Redfish must be in the 20 -28" slot

This is may only consist of what your boat/ vessel catches, No pooling of fish from other boats



**Additional weight of ½ pound will be added if the flounder in both categories is brought in alive, to be released back in the bayou**.*



**No one fish may be used in more than one category*



*In case of a tie, the first fisherman to weigh in their catch will be deemed the winner.*



_The more people that fish in the tournament, the more places that will be paid out. One place for every 15 entry's to the tournament per division.
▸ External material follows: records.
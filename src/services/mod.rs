//! Decode, encode and format services around the segmentation engine

pub mod format;
pub mod io;

pub use format::OutputFormatHandler;
pub use io::ImageIOService;
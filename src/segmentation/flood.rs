//! Border-seeded flood fill
//!
//! Every background-colored border pixel seeds an iterative depth-first fill
//! over 4-connected background-colored pixels. Reached pixels are voted
//! transparent regardless of their local density. A single `visited` array is
//! shared by all seeds, so total work is O(width * height).
//!
//! Diagonal-only contact does not connect two regions. A background pocket
//! that touches the open background only through a one-pixel diagonal gap is
//! left to the density vote.

use super::classifier::BackgroundMap;

/// Border pixel indices: top row, bottom row, left column, right column
///
/// Corners appear more than once; the fill skips visited pixels.
fn border_indices(width: usize, height: usize) -> impl Iterator<Item = usize> {
    let last_row = (height - 1) * width;
    let top = 0..width;
    let bottom = (0..width).map(move |x| last_row + x);
    let left = (0..height).map(move |y| y * width);
    let right = (0..height).map(move |y| y * width + width - 1);
    top.chain(bottom).chain(left).chain(right)
}

/// Connectivity votes for every pixel, in row-major order
#[must_use]
pub fn flood_votes(map: &BackgroundMap) -> Vec<bool> {
    let width = map.width() as usize;
    let height = map.height() as usize;
    let mut transparent = vec![false; map.len()];
    if transparent.is_empty() {
        return transparent;
    }

    let mut visited = vec![false; map.len()];
    let mut stack: Vec<usize> = Vec::new();

    for seed in border_indices(width, height) {
        if visited[seed] || !map.is_background(seed) {
            continue;
        }

        stack.push(seed);
        while let Some(index) = stack.pop() {
            if visited[index] {
                continue;
            }
            visited[index] = true;

            if !map.is_background(index) {
                // Region boundary
                continue;
            }
            transparent[index] = true;

            let x = index % width;
            let y = index / width;
            if y > 0 {
                stack.push(index - width);
            }
            if y + 1 < height {
                stack.push(index + width);
            }
            if x > 0 {
                stack.push(index - 1);
            }
            if x + 1 < width {
                stack.push(index + 1);
            }
        }
    }

    tracing::trace!(
        reached = transparent.iter().filter(|&&t| t).count(),
        "Flood fill complete"
    );
    transparent
}
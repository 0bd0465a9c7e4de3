//! Background color classification

use crate::{config::DEFAULT_WHITE_THRESHOLD, types::PixelBuffer};

/// Near-white predicate with a fixed per-channel cutoff
#[derive(Debug, Clone, Copy, PartialEq, Eq)]
pub struct BackgroundClassifier {
    threshold: u8,
}

impl Default for BackgroundClassifier {
    fn default() -> Self {
        Self::new(DEFAULT_WHITE_THRESHOLD)
    }
}

impl BackgroundClassifier {
    #[must_use]
    pub fn new(threshold: u8) -> Self {
        Self { threshold }
    }

    #[must_use]
    pub fn threshold(self) -> u8 {
        self.threshold
    }

    /// `true` iff every color channel is strictly above the threshold
    #[inline]
    #[must_use]
    pub fn is_background(self, r: u8, g: u8, b: u8) -> bool {
        r > self.threshold && g > self.threshold && b > self.threshold
    }

    #[inline]
    #[must_use]
    pub fn is_background_rgb(self, [r, g, b]: [u8; 3]) -> bool {
        self.is_background(r, g, b)
    }
}

/// Classify with the default cutoff of 240
#[inline]
#[must_use]
pub fn is_background_color(r: u8, g: u8, b: u8) -> bool {
    BackgroundClassifier::default().is_background(r, g, b)
}

/// Classification of every pixel of a buffer, computed once and shared by both passes
#[derive(Debug, Clone, PartialEq, Eq)]
pub struct BackgroundMap {
    cells: Vec<bool>,
    width: u32,
    height: u32,
}

impl BackgroundMap {
    /// Classify each pixel of a validated buffer
    #[must_use]
    pub fn classify(buffer: &PixelBuffer, classifier: BackgroundClassifier) -> Self {
        let cells = buffer
            .data
            .chunks_exact(usize::from(buffer.channels))
            .map(|px| classifier.is_background(px[0], px[1], px[2]))
            .collect();

        Self {
            cells,
            width: buffer.width,
            height: buffer.height,
        }
    }

    /// Build directly from row-major flags
    ///
    /// # Panics
    /// If `cells.len() != width * height`.
    #[must_use]
    pub fn from_cells(cells: Vec<bool>, width: u32, height: u32) -> Self {
        assert_eq!(
            cells.len(),
            width as usize * height as usize,
            "background map size mismatch"
        );
        Self {
            cells,
            width,
            height,
        }
    }

    #[must_use]
    pub fn width(&self) -> u32 {
        self.width
    }

    #[must_use]
    pub fn height(&self) -> u32 {
        self.height
    }

    #[must_use]
    pub fn len(&self) -> usize {
        self.cells.len()
    }

    #[must_use]
    pub fn is_empty(&self) -> bool {
        self.cells.is_empty()
    }

    #[inline]
    #[must_use]
    pub fn is_background(&self, index: usize) -> bool {
        self.cells[index]
    }

    #[inline]
    #[must_use]
    pub fn is_background_at(&self, x: u32, y: u32) -> bool {
        self.is_background(y as usize * self.width as usize + x as usize)
    }

    #[inline]
    #[must_use]
    pub fn is_border(&self, x: u32, y: u32) -> bool {
        x == 0 || y == 0 || x + 1 == self.width || y + 1 == self.height
    }

    #[must_use]
    pub fn background_count(&self) -> usize {
        self.cells.iter().filter(|&&c| c).count()
    }
}

#[cfg(test)]
mod tests {
    use super::*;

    #[test]
    fn test_threshold_is_strict() {
        assert!(is_background_color(241, 241, 241));
        assert!(is_background_color(255, 255, 255));
        assert!(!is_background_color(240, 255, 255));
        assert!(!is_background_color(255, 240, 255));
        assert!(!is_background_color(255, 255, 240));
        assert!(!is_background_color(100, 100, 100));
    }

    #[test]
    fn test_custom_threshold() {
        let classifier = BackgroundClassifier::new(200);
        assert_eq!(classifier.threshold(), 200);
        assert!(classifier.is_background(201, 201, 201));
        assert!(!classifier.is_background_rgb([201, 199, 201]));
    }

    #[test]
    fn test_classify_ignores_alpha() {
        let mut buffer = PixelBuffer::filled(2, 1, [250, 250, 250, 0]);
        buffer.data[4..8].copy_from_slice(&[10, 250, 250, 255]);

        let map = BackgroundMap::classify(&buffer, BackgroundClassifier::default());
        assert_eq!(map.len(), 2);
        assert!(map.is_background(0));
        assert!(!map.is_background_at(1, 0));
        assert_eq!(map.background_count(), 1);
    }
}
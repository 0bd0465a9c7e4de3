//! Neighbor-density vote
//!
//! A background-colored pixel is voted transparent when it sits on the
//! image border, or when more than `threshold` of its in-bounds 8-neighbors
//! are background-colored. No connectivity is considered, so small enclosed
//! background blobs and thin seams can be voted transparent here.

use super::classifier::BackgroundMap;

/// Offsets of the 8-neighborhood
const NEIGHBOR_OFFSETS: [(i64, i64); 8] = [
    (-1, -1),
    (0, -1),
    (1, -1),
    (-1, 0),
    (1, 0),
    (-1, 1),
    (0, 1),
    (1, 1),
];

/// Vote for a single pixel
#[must_use]
pub fn vote_pixel(map: &BackgroundMap, x: u32, y: u32, threshold: f32) -> bool {
    if !map.is_background_at(x, y) {
        return false;
    }
    if map.is_border(x, y) {
        return true;
    }

    let (width, height) = (i64::from(map.width()), i64::from(map.height()));
    let mut total = 0u32;
    let mut background = 0u32;

    for (dx, dy) in NEIGHBOR_OFFSETS {
        let nx = i64::from(x) + dx;
        let ny = i64::from(y) + dy;
        if nx < 0 || ny < 0 || nx >= width || ny >= height {
            continue;
        }
        total += 1;
        if map.is_background_at(nx as u32, ny as u32) {
            background += 1;
        }
    }

    total > 0 && background as f32 / total as f32 > threshold
}

/// Fill one row of votes
fn vote_row(map: &BackgroundMap, y: u32, threshold: f32, row: &mut [bool]) {
    for (x, vote) in (0u32..).zip(row.iter_mut()) {
        *vote = vote_pixel(map, x, y, threshold);
    }
}

/// Density votes for every pixel, in row-major order
#[must_use]
pub fn density_votes(map: &BackgroundMap, threshold: f32) -> Vec<bool> {
    let mut votes = vec![false; map.len()];
    if votes.is_empty() {
        return votes;
    }

    for (y, row) in (0u32..).zip(votes.chunks_mut(map.width() as usize)) {
        vote_row(map, y, threshold, row);
    }
    votes
}

/// Row-sharded variant of [`density_votes`]; produces identical output
#[cfg(feature = "parallel")]
#[must_use]
pub fn density_votes_parallel(map: &BackgroundMap, threshold: f32) -> Vec<bool> {
    use rayon::prelude::*;

    let mut votes = vec![false; map.len()];
    if votes.is_empty() {
        return votes;
    }

    votes
        .par_chunks_mut(map.width() as usize)
        .enumerate()
        .for_each(|(y, row)| vote_row(map, y as u32, threshold, row));
    votes
}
Lutes Marine has the right to round up entries to add another payout._

*For direction and questions call*​
*L**UTES MARINE*​
​
*281 393 1021 *​

​


----------



## Muddskipper (Dec 29, 2004)

*Rules and Regs........*

*Fishing Rules and Regulations*

1. Tournament begins Saturday June 28th at 5:30 am and ends at 3:00 pm

*Everyone must check in the morning of the tournament.*
*You must be in line, to weigh-in by 3pm sharp.*

2. All Texas Parks and Wildlife rules and laws will be enforced.
3. By entering in the tournament you are agreeing to the release form set fourth and cannot hold Lutes Marine liable for damages, injury or death.
4. This is an individual tournament
5. Everyone in your boat must be entered in the tournament.
6. All fish must be taken by Rod and Reel only!
7. Artificial and live bait allowed
8. Any fish that is deemed illegal will result in all the contestants' fish to be disqualified in all categories.

*THIS INCLUDES ALL MUTILATED AND ALTERED FISH.*
9. *Boundaries* include any location West of the Galveston I-45 Causeway and any body of water East of Christmas and Drum Bay, including Greens Cut, West Bay, Chocolate Bay / Bayou, Halls Bay/ Bayou, San Luis Pass, Cold Pass, Bastrop Bay/ Bayou. *Areas not within the fishing area are: East Galveston Bay or adjacent bodies of water, any Jetty Complex, any "Beach front", Surfside, Brazos River, Matagorda and its adjacent bodies of water.*
10. An adult must accompany any minor, under the age of sixteen, fishing in the tournament
11. You may not use the same fish in more than one category in the same tournament.

12. Each contestant may only enter a category one time, meaning you can only place once in a category, but can compete in more then one category.
13. You must decide which category you are in before approaching the weigh-in. 
14. No pooling fish
15. This is an amateur fishing tournament, Sorry "NO GUIDES" allowed.
16. In order to qualify for the additional weight, for the FLOUNDER, the fish must be *alive, and in GOOD condition.*

​*ALL DECISIONS BY WEIGH-MASTER ARE FINAL*​*For direction and questions call*​*L**UTES MARINE*​​*281 393 1021 *​​


----------



## Muddskipper (Dec 29, 2004)

FOR the morning crew


----------



## Muddskipper (Dec 29, 2004)

If you would like to recieve this flier or get chocolate fishing reports////

PLEASE PM me your email....thanks


----------



## Muddskipper (Dec 29, 2004)

This weekend is the tournament.....

Any 2coolers going to make it?


----------



## WestEndAngler (Jan 30, 2007)

I thought this weekend was Jonathan Shaddix tournament... We are participating in that one. Sorry.


----------



## kennyw (Jun 12, 2006)

Brian;
I'm planning on fishing it. I'll see ya sat.


----------